→ RECORD SET:
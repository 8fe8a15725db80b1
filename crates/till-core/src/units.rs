//! # Unit Converter
//!
//! Maps `(quantity, unit)` pairs onto a canonical smallest unit so that
//! quantities stated in different units can be compared and subtracted.
//!
//! ```text
//! ┌──────────────┬──────────────┬────────────┬──────────────┐
//! │ Family       │ Units        │ Canonical  │ Major (price)│
//! ├──────────────┼──────────────┼────────────┼──────────────┤
//! │ Mass         │ Kg ×1000, gr │ gram       │ Kg           │
//! │ Volume       │ L  ×1000, ml │ milliliter │ L            │
//! │ Count        │ Unid.        │ unit       │ Unid.        │
//! └──────────────┴──────────────┴────────────┴──────────────┘
//! ```

use serde::{Deserialize, Serialize};
use std::fmt;
use std::str::FromStr;
use ts_rs::TS;

use crate::error::ValidationError;

/// Decimal places kept when a quantity is converted for display or editing.
pub const QUANTITY_DECIMALS: i32 = 3;

/// Decimal places kept on canonical values before they are compared.
const CANONICAL_DECIMALS: i32 = 6;

/// Unit a product is stocked in, or a line item is sold in.
#[cfg_attr(feature = "sqlx", derive(sqlx::Type))]
#[cfg_attr(feature = "sqlx", sqlx(rename_all = "snake_case"))]
#[derive(Debug, Clone, Copy, PartialEq, Eq, Hash, Default, Serialize, Deserialize, TS)]
#[ts(export)]
#[serde(rename_all = "snake_case")]
pub enum Unit {
    /// Discrete items.
    #[default]
    Unit,
    Kilogram,
    Gram,
    Liter,
    Milliliter,
}

/// Measurement family. Only quantities of the same family are convertible.
#[derive(Debug, Clone, Copy, PartialEq, Eq, Hash, Serialize, Deserialize)]
#[serde(rename_all = "snake_case")]
pub enum UnitFamily {
    Count,
    Mass,
    Volume,
}

impl Unit {
    pub const ALL: [Unit; 5] = [
        Unit::Unit,
        Unit::Kilogram,
        Unit::Gram,
        Unit::Liter,
        Unit::Milliliter,
    ];

    /// Multiplier from this unit to the canonical unit of its family.
    #[inline]
    pub const fn factor(&self) -> f64 {
        match self {
            Unit::Kilogram | Unit::Liter => 1000.0,
            Unit::Gram | Unit::Milliliter | Unit::Unit => 1.0,
        }
    }

    pub const fn family(&self) -> UnitFamily {
        match self {
            Unit::Unit => UnitFamily::Count,
            Unit::Kilogram | Unit::Gram => UnitFamily::Mass,
            Unit::Liter | Unit::Milliliter => UnitFamily::Volume,
        }
    }

    /// The unit prices are quoted in for this unit's family.
    pub const fn major(&self) -> Unit {
        match self.family() {
            UnitFamily::Count => Unit::Unit,
            UnitFamily::Mass => Unit::Kilogram,
            UnitFamily::Volume => Unit::Liter,
        }
    }

    pub const fn is_discrete(&self) -> bool {
        matches!(self, Unit::Unit)
    }

    pub fn is_compatible_with(&self, other: Unit) -> bool {
        self.family() == other.family()
    }

    /// Short label shown next to quantities (`Kg`, `gr`, `Unid.`).
    pub const fn label(&self) -> &'static str {
        match self {
            Unit::Unit => "Unid.",
            Unit::Kilogram => "Kg",
            Unit::Gram => "gr",
            Unit::Liter => "L",
            Unit::Milliliter => "ml",
        }
    }
}

impl fmt::Display for Unit {
    fn fmt(&self, f: &mut fmt::Formatter<'_>) -> fmt::Result {
        f.write_str(self.label())
    }
}

impl FromStr for Unit {
    type Err = ValidationError;

    /// Accepts the display labels and the snake-case names, case-insensitively.
    fn from_str(s: &str) -> Result<Self, Self::Err> {
        match s.trim().to_lowercase().as_str() {
            "unid." | "unid" | "unit" | "u" => Ok(Unit::Unit),
            "kg" | "kilogram" => Ok(Unit::Kilogram),
            "gr" | "g" | "gram" => Ok(Unit::Gram),
            "l" | "liter" => Ok(Unit::Liter),
            "ml" | "milliliter" => Ok(Unit::Milliliter),
            other => Err(ValidationError::InvalidFormat {
                field: "unit".to_string(),
                reason: format!("unknown unit '{}'", other),
            }),
        }
    }
}

/// Converts a quantity into the canonical unit of its family.
///
/// ## Example
/// ```rust
/// use till_core::units::{to_canonical, Unit};
///
/// assert_eq!(to_canonical(2.5, Unit::Kilogram), 2500.0);
/// assert_eq!(to_canonical(750.0, Unit::Milliliter), 750.0);
/// assert_eq!(to_canonical(3.0, Unit::Unit), 3.0);
/// ```
#[inline]
pub fn to_canonical(qty: f64, unit: Unit) -> f64 {
    qty * unit.factor()
}

/// Converts a canonical quantity back into `unit`.
#[inline]
pub fn from_canonical(canonical: f64, unit: Unit) -> f64 {
    canonical / unit.factor()
}

/// Converts a quantity between two units of the same family.
///
/// The physical amount is preserved: 1.5 Kg becomes 1500 gr, never 1.5 gr.
///
/// ## Errors
/// `IncompatibleUnit` when the families differ (Kg → L).
pub fn convert(qty: f64, from: Unit, to: Unit) -> Result<f64, ValidationError> {
    if !from.is_compatible_with(to) {
        return Err(ValidationError::IncompatibleUnit {
            field: "quantity".to_string(),
            from,
            to,
        });
    }
    Ok(from_canonical(to_canonical(qty, from), to))
}

/// Rounds a value to the given number of decimals.
pub fn round_to(value: f64, decimals: i32) -> f64 {
    let factor = 10f64.powi(decimals);
    (value * factor).round() / factor
}

/// Canonical value rounded so float noise never decides a stock comparison.
pub fn canonical_rounded(qty: f64, unit: Unit) -> f64 {
    round_to(to_canonical(qty, unit), CANONICAL_DECIMALS)
}

/// Rounds a user-facing quantity to [`QUANTITY_DECIMALS`].
pub fn round_quantity(qty: f64) -> f64 {
    round_to(qty, QUANTITY_DECIMALS)
}

#[cfg(test)]
mod tests {
    use super::*;

    #[test]
    fn test_canonical_scaling() {
        assert_eq!(to_canonical(5.0, Unit::Kilogram), 5000.0);
        assert_eq!(to_canonical(2000.0, Unit::Gram), 2000.0);
        assert_eq!(to_canonical(1.5, Unit::Liter), 1500.0);
        assert_eq!(to_canonical(330.0, Unit::Milliliter), 330.0);
        assert_eq!(to_canonical(7.0, Unit::Unit), 7.0);
    }

    #[test]
    fn test_round_trip_every_unit() {
        let quantities = [0.0, 0.001, 0.25, 1.0, 3.333, 12.5, 999.999];
        for unit in Unit::ALL {
            for q in quantities {
                let back = from_canonical(to_canonical(q, unit), unit);
                assert!((back - q).abs() < 1e-9, "{} {} came back as {}", q, unit, back);
            }
        }
    }

    #[test]
    fn test_convert_preserves_physical_amount() {
        assert_eq!(convert(1.5, Unit::Kilogram, Unit::Gram).unwrap(), 1500.0);
        assert_eq!(convert(250.0, Unit::Milliliter, Unit::Liter).unwrap(), 0.25);
        assert_eq!(convert(4.0, Unit::Unit, Unit::Unit).unwrap(), 4.0);
    }

    #[test]
    fn test_convert_rejects_other_family() {
        let err = convert(1.0, Unit::Kilogram, Unit::Liter).unwrap_err();
        assert!(matches!(err, ValidationError::IncompatibleUnit { .. }));
        assert!(convert(1.0, Unit::Unit, Unit::Gram).is_err());
    }

    #[test]
    fn test_major_units() {
        assert_eq!(Unit::Gram.major(), Unit::Kilogram);
        assert_eq!(Unit::Milliliter.major(), Unit::Liter);
        assert_eq!(Unit::Unit.major(), Unit::Unit);
    }

    #[test]
    fn test_parse_labels() {
        assert_eq!("Kg".parse::<Unit>().unwrap(), Unit::Kilogram);
        assert_eq!("gr".parse::<Unit>().unwrap(), Unit::Gram);
        assert_eq!("Unid.".parse::<Unit>().unwrap(), Unit::Unit);
        assert_eq!("milliliter".parse::<Unit>().unwrap(), Unit::Milliliter);
        assert!("oz".parse::<Unit>().is_err());
    }

    #[test]
    fn test_canonical_rounding_hides_float_noise() {
        // 0.1 + 0.2 Kg is 300 g, not 300.00000000000006 g
        assert_eq!(canonical_rounded(0.1 + 0.2, Unit::Kilogram), 300.0);
        assert_eq!(round_quantity(0.12345), 0.123);
    }
}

→ ASSIGNMENT:
Count the lines in these records that hold the string "compared". Only the number is wanted.

→ FINAL ANSWER:
2